Настигнут радостью. Исследуя горе - Клайв Стейплз Льюис
Шрифт:
Интервал:
Закладка:
Главное – безопасность, думал я, общий путь, всем известная дорога, самая ее серединка, освещенная фонарями. Еще много месяцев после тех кошмарных недель мне казалось, что мне нужны только «банальность» и даже «вульгарность».
В-третьих, все мы увлекались новой психологией. Мы не смогли принять ее целиком (мало кто был тогда на это способен), но подпали под ее влияние. Больше всего мы заинтересовались «иллюзиями» и «подавленными желаниями». Все мы были (конечно же) поэтами и критиками и потому высоко ценили «воображение» (в том смысле, какой придавал этому слову Кольридж), так что нам было важно отделить его не только от фантазии, как он, но и от «иллюзий». Так что же такое все мои любимые горы и сады на западе, думал я, если не чистая иллюзия? Разве они не выдавали свою истинную природу, заманивая меня время от времени в эротические мечты или насылая кошмары магии? Разумеется, как доказывают все предыдущие главы, как подтверждает мой собственный опыт, романтические образы были лишь отблеском или даже окалиной, появляющейся в огненном следе Радости; все эти горы и сады были не тем, чего я хотел, но лишь символом, который и не прикидывался ничем иным, и любая попытка превратить их самих в объект желания тут же завершалась провалом. Но теперь, просвещенный «новым взглядом», я сумел об этом забыть. Вместо того чтобы раскаяться в поклонении кумирам, я осудил ни в чем не повинные образы, которые так чтил прежде. С юношеской самоуверенностью я решил, что с этим покончено, теперь я «вижу их насквозь» (трудно больше отклониться от истины) и не попадусь на эту приманку.

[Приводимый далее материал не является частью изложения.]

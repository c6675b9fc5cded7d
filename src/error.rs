use axum::{
    Json,
    http::StatusCode,
    response::{IntoResponse, Response},
};
use serde_json::json;
use thiserror::Error;

use crate::ports::RepositoryError;

#[derive(Error, Debug)]
pub enum AppError {
    #[error("Persistence error: {0}")]
    Persistence(#[from] RepositoryError),

    #[error("Not found: {0}")]
    NotFound(String),

    #[error("Bad request: {0}")]
    BadRequest(String),

    #[error("Unauthorized: {0}")]
    Unauthorized(String),
}

impl AppError {
    fn status_code(&self) -> StatusCode {
        match self {
            AppError::Persistence(_) => StatusCode::INTERNAL_SERVER_ERROR,
            AppError::NotFound(_) => StatusCode::NOT_FOUND,
            AppError::BadRequest(_) => StatusCode::BAD_REQUEST,
            AppError::Unauthorized(_) => StatusCode::UNAUTHORIZED,
        }
    }
}

impl IntoResponse for AppError {
    fn into_response(self) -> Response {
        let status = self.status_code();
        let message = if status.is_server_error() {
            tracing::error!(error = %self, "Request failed");
            "Internal server error".to_string()
        } else {
            self.to_string()
        };

        let body = Json(json!({
            "error": message,
            "status": status.as_u16(),
        }));

        (status, body).into_response()
    }
}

Наконец, Бергсон. Каким-то образом (теперь, когда я его перечитываю, я не вполне понимаю, как мне это удалось) я вывел из этого философа опровержение старинной, навязчивой идеи (она восходит к Шопенгауэру), будто вселенной «могло не быть». Иными словами, на моем интеллектуальном горизонте появился один из божественных атрибутов – непременность существования. Тогда, и долгое время спустя, я приписывал этот атрибут не Богу, а космосу, но сама эта идея обладала огромной мощью. Отказавшись от нелепого предрассудка, будто реальность лишь случайно противостоит небытию, приходится отречься от пессимизма (и даже от оптимизма). Нет смысла бранить или восхвалять «Все», нет смысла хоть как-то о нем судить. Можешь восставать против него, словно Прометей или Гарди[115], но, поскольку ты сам – часть Целого, это значит лишь, что оно через тебя «опровергает обращенное к себе проклятье»[116] – нелепость, которая, на мой взгляд, портит эссе Рассела «Поклонение свободного человека». Проклятия столь же нелепы и незрелы, как мечты о западных садах. Надо просто «принять» вселенную, как та леди у Карлайла[117], принять полностью, честно, без оговорок. Этот стоический монизм сделался для меня философией «нового взгляда», он вернул мне душевный покой. Впервые со времен детства я приблизился к чему-то вроде религии. На этом кончились (надеюсь, навсегда) любые попытки достичь компромисса с реальностью. Вот что дает постижение хотя бы одного божественного атрибута.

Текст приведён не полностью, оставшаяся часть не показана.